Machine Learning Prediction of Accurate Atomization Energies of Organic Molecules from Low-Fidelity Quantum Chemical Calculations
This enables efficient, accurate energy predictions for organic molecules, benefiting computational chemistry, though it is incremental as it builds on existing ML approaches.
The paper tackles the accuracy-cost tradeoff in molecular modeling by using machine learning to predict high-fidelity atomization energies from low-fidelity calculations, achieving mean absolute errors of 0.005 eV for small molecules and 0.012 eV for larger ones.

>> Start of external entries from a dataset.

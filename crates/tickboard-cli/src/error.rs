use thiserror::Error;

/// CLI-level error categories mapped to exit codes.
#[derive(Debug, Error)]
pub enum CliError {
    #[error("no item matches '{target}'")]
    UnknownItem { target: String },

    #[error("failed to load catalog: {0}")]
    Catalog(#[from] tickboard_core::CatalogLoadError),

    #[error(transparent)]
    Dashboard(#[from] tickboard_core::CoreError),
}

impl CliError {
    pub const fn exit_code(&self) -> u8 {
        match self {
            Self::UnknownItem { .. } => 2,
            Self::Catalog(_) => 3,
            Self::Dashboard(_) => 4,
        }
    }
}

Recent studies illustrate how machine learning (ML) can be used to bypass a core challenge of molecular modeling: the tradeoff between accuracy and computational cost. Here, we assess multiple ML approaches for predicting the atomization energy of organic molecules. Our resulting models learn the difference between low-fidelity, B3LYP, and high-accuracy, G4MP2, atomization energies, and predict the G4MP2 atomization energy to 0.005 eV (mean absolute error) for molecules with less than 9 heavy atoms and 0.012 eV for a small set of molecules with between 10 and 14 heavy atoms. Our two best models, which have different accuracy/speed tradeoffs, enable the efficient prediction of G4MP2-level energies for large molecules and are available through a simple web interface.